The state legislature approved House Bill 262 this year assigning the county clerk’s office the task of collecting delinquent tax bills beginning on April 16, according to Shere Phelps, office manager and bookkeeper for the Carroll County Sheriffs Office. The clerk’s office also will be responsible for holding the tax bill sale some time between July 15 and Aug. 28.
One thing that has not changed is that it still pays to be early. County residents who pay their taxes to the sheriff’s office before Nov. 1 will receive a 2 percent discount on the bill, Phelps said. Beginning Nov. 2, property owners will be responsible for their entire bill, and additional penalties will be added after Dec. 31. (See box below for deadlines and penalties that may be added to the bill.)
Carroll County has 10 taxing districts, each of which has their own rate and guidelines that determine the amount. All property owners automatically pay taxes to five of the districts: the state, the county, the school system, the library and the health department. The location of a person’s property determines whether or not they pay taxes to the other five districts: Ghent Fire, Fire Acres and the cities of Prestonville, Sanders and Worthville. The cities of Carrollton and Ghent also have taxing districts, but their taxes are not collected by the Carroll County sheriff’s office, Phelps said.
Carroll County Sheriff’s Office
Property tax season opens on Jan. 1 when the sheriff’s office begins looking into who owns property in Carroll County. Between May and June, the county clerk contacts the taxing districts about their upcoming rates, which is then announced to fiscal court.

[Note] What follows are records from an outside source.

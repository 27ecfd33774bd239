//! Tagged selector variants. Two closed, mutually exclusive
//! families distinguish whether a non-actionable text node qualifies:
//! `InteractableSelector` (must be actionable) and `AnySelector` (any DOM
//! text node qualifies). Each is a distinct nominal type so a function
//! accepting one cannot be handed the other by mistake.

use schemars::JsonSchema;
use serde::Serialize;

/// A selector usable where the target must be actionable: clickable,
/// focusable, fillable.
#[derive(Debug, Clone, PartialEq, Eq, Serialize, JsonSchema)]
pub enum InteractableSelector {
    Css(String),
    InteractableText(String),
    Xpath(String),
}

/// A selector usable where any DOM text node qualifies: visibility
/// assertions, scroll-into-view, wait.
#[derive(Debug, Clone, PartialEq, Eq, Serialize, JsonSchema)]
pub enum AnySelector {
    Css(String),
    AnyText(String),
    Xpath(String),
}

/// An opaque token produced by the external driver identifying a
/// previously located element (e.g. `@e1`). Passed through verbatim.
#[derive(Debug, Clone, PartialEq, Eq, Serialize, JsonSchema)]
pub struct Ref(String);

impl Ref {
    pub fn new(token: impl Into<String>) -> Self {
        Ref(token.into())
    }

    pub fn as_str(&self) -> &str {
        &self.0
    }
}

/// Converts a selector variant to the adapter's CLI token form. `{css}`
/// passes through verbatim, `{xpath}` is prefixed, both text families
/// collapse to `text=`, and a bare `Ref` passes through
/// verbatim (ref tokens like `@e1` are opaque to the adapter).
pub trait ToCliSelector {
    fn to_cli_token(&self) -> String;
}

impl ToCliSelector for InteractableSelector {
    fn to_cli_token(&self) -> String {
        match self {
            InteractableSelector::Css(s) => s.clone(),
            InteractableSelector::Xpath(s) => format!("xpath={}", s),
            InteractableSelector::InteractableText(s) => format!("text={}", s),
        }
    }
}

impl ToCliSelector for AnySelector {
    fn to_cli_token(&self) -> String {
        match self {
            AnySelector::Css(s) => s.clone(),
            AnySelector::Xpath(s) => format!("xpath={}", s),
            AnySelector::AnyText(s) => format!("text={}", s),
        }
    }
}

impl ToCliSelector for Ref {
    fn to_cli_token(&self) -> String {
        self.0.clone()
    }
}

/// Classifies a raw string by prefix (`@`, `#`, `.`, `[`, or `text=`) or by
/// being a short alphabetic tag name (<=20 chars) — used when the engine
/// must choose between `waitForSelector` and `waitForText` for a value
/// whose family is not yet known.
pub fn is_css_or_ref_selector(raw: &str) -> bool {
    if raw.starts_with('@')
        || raw.starts_with('#')
        || raw.starts_with('.')
        || raw.starts_with('[')
        || raw.starts_with("text=")
    {
        return true;
    }
    raw.len() <= 20 && !raw.is_empty() && raw.chars().all(|c| c.is_ascii_alphabetic())
}

#[cfg(test)]
mod tests {
    use super::*;

    #[test]
    fn css_and_ref_passthrough() {
        assert_eq!(InteractableSelector::Css("#go".into()).to_cli_token(), "#go");
        assert_eq!(Ref::new("@e1").to_cli_token(), "@e1");
    }

    #[test]
    fn xpath_is_prefixed() {
        assert_eq!(
            AnySelector::Xpath("//div".into()).to_cli_token(),
            "xpath=//div"
        );
    }

    #[test]
    fn text_families_collapse_to_text_token() {
        assert_eq!(
            InteractableSelector::InteractableText("Login".into()).to_cli_token(),
            "text=Login"
        );
        assert_eq!(
            AnySelector::AnyText("Dashboard".into()).to_cli_token(),
            "text=Dashboard"
        );
    }

    #[test]
    fn classify_by_prefix_or_short_tag_name() {
        assert!(is_css_or_ref_selector("#missing"));
        assert!(is_css_or_ref_selector("@e1"));
        assert!(is_css_or_ref_selector("button"));
        assert!(!is_css_or_ref_selector("Log in to continue"));
    }
}
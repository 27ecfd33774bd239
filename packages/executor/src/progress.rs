//! Progress emitter. One JSON object per stdout line, never split across
//! writes, never interleaved with diagnostic output. Also defines the
//! optional progress callback the executor invokes before and after
//! dispatching each step.

use std::time::Duration;

use enbu_flow_types::flow::{StepResult, StepStatus};
use serde::{Deserialize, Serialize};
use tokio::io::{AsyncWrite, AsyncWriteExt};

/// One of the four lifecycle frames written to the engine's stdout. Also
/// `Deserialize` so a supervising process can type-check frames read back
/// off that same stream.
#[derive(Debug, Clone, Serialize, Deserialize)]
#[serde(tag = "type", rename_all_fields = "camelCase")]
pub enum ProgressEvent {
    #[serde(rename = "flow:start")]
    FlowStart { flow_name: String, step_total: usize },
    #[serde(rename = "step:start")]
    StepStart { step_index: usize, step_total: usize },
    #[serde(rename = "step:complete")]
    StepComplete {
        step_index: usize,
        step_total: usize,
        status: StepStatus,
        #[serde(with = "duration_ms")]
        duration: Duration,
        #[serde(default, skip_serializing_if = "Option::is_none")]
        error: Option<String>,
    },
    #[serde(rename = "flow:complete")]
    FlowComplete {
        flow_name: String,
        status: StepStatus,
        #[serde(with = "duration_ms")]
        duration: Duration,
    },
}

mod duration_ms {
    use serde::{Deserialize, Deserializer, Serializer};
    use std::time::Duration;

    pub fn serialize<S: Serializer>(d: &Duration, s: S) -> Result<S::Ok, S::Error> {
        s.serialize_u128(d.as_millis())
    }

    pub fn deserialize<'de, D: Deserializer<'de>>(d: D) -> Result<Duration, D::Error> {
        let millis = u64::deserialize(d)?;
        Ok(Duration::from_millis(millis))
    }
}

impl ProgressEvent {
    pub fn step_complete(total: usize, result: &StepResult) -> Self {
        ProgressEvent::StepComplete {
            step_index: result.index,
            step_total: total,
            status: result.status,
            duration: result.duration,
            error: result.error.as_ref().map(|e| e.to_string()),
        }
    }
}

/// Writes line-delimited JSON frames to an async sink (stdout in
/// production, an in-memory buffer in tests). Never shares the sink with
/// diagnostics: `tracing` output goes to stderr.
pub struct ProgressEmitter<W> {
    sink: W,
}

impl<W: AsyncWrite + Unpin> ProgressEmitter<W> {
    pub fn new(sink: W) -> Self {
        ProgressEmitter { sink }
    }

    pub async fn emit(&mut self, event: &ProgressEvent) -> std::io::Result<()> {
        let mut line = serde_json::to_string(event).expect("ProgressEvent always serialises");
        line.push('\n');
        self.sink.write_all(line.as_bytes()).await?;
        self.sink.flush().await
    }
}

/// The payload handed to a user-supplied progress callback.
#[derive(Debug, Clone)]
pub enum StepProgress<'a> {
    Started { step_index: usize, step_total: usize },
    Completed { step_index: usize, step_total: usize, step_result: &'a StepResult },
}

/// A progress callback invoked before and after each step dispatch. The
/// executor awaits its completion before moving to the next step, giving a
/// slow consumer a natural backpressure hook.
#[async_trait::async_trait]
pub trait ProgressCallback: Send + Sync {
    async fn on_progress(&self, progress: StepProgress<'_>);
}

#[cfg(test)]
mod tests {
    use super::*;
    use enbu_flow_types::command::{Command, CommandKind};
    use enbu_flow_types::flow::ScreenshotResult;

    #[tokio::test]
    async fn emits_one_complete_json_line_per_event() {
        let mut buf = Vec::new();
        let mut emitter = ProgressEmitter::new(&mut buf);
        emitter
            .emit(&ProgressEvent::FlowStart { flow_name: "smoke".to_string(), step_total: 3 })
            .await
            .unwrap();
        emitter.emit(&ProgressEvent::StepStart { step_index: 0, step_total: 3 }).await.unwrap();

        let text = String::from_utf8(buf).unwrap();
        let lines: Vec<&str> = text.lines().collect();
        assert_eq!(lines.len(), 2);
        assert!(serde_json::from_str::<serde_json::Value>(lines[0]).is_ok());
        assert_eq!(
            serde_json::from_str::<serde_json::Value>(lines[0]).unwrap()["type"],
            "flow:start"
        );
    }

    #[test]
    fn step_complete_carries_the_step_error_message() {
        let result = StepResult {
            index: 1,
            command: Command::new(CommandKind::Wait {
                condition: enbu_flow_types::command::WaitFor::Ms(10),
            }),
            status: StepStatus::Failed,
            duration: Duration::from_millis(42),
            stdout: None,
            error: Some(enbu_flow_types::FlowError::AssertionFailed { message: "nope".to_string() }),
            screenshot: Some(ScreenshotResult::Disabled),
        };
        let event = ProgressEvent::step_complete(3, &result);
        let value = serde_json::to_value(&event).unwrap();
        assert_eq!(value["status"], "failed");
        assert_eq!(value["error"], "assertion failed: nope");
    }
}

Then, bills are printed and sent out by Oct. 1. According to Phelps, this year’s statements were mailed out on Sept. 25. Anyone who has not received a tax bill should contact the sheriff’s office.
Payment can be made either through the mail with cash or a check or in person. This is the first year that credit cards will be accepted for payment in person only. However, with Visa, Mastercard and Discover, there is a fee of 2.75 percent plus $1.50 processing fee. For American Express, the fee is 3.5 percent plus $1.50 processing fee. The system has become computerized, which allows them to simply scan the bill into the system rather than research it through multiple alphabetized books, Phelps said.
“We can print a receipt right here and that helps things a whole lot,” Phelps said.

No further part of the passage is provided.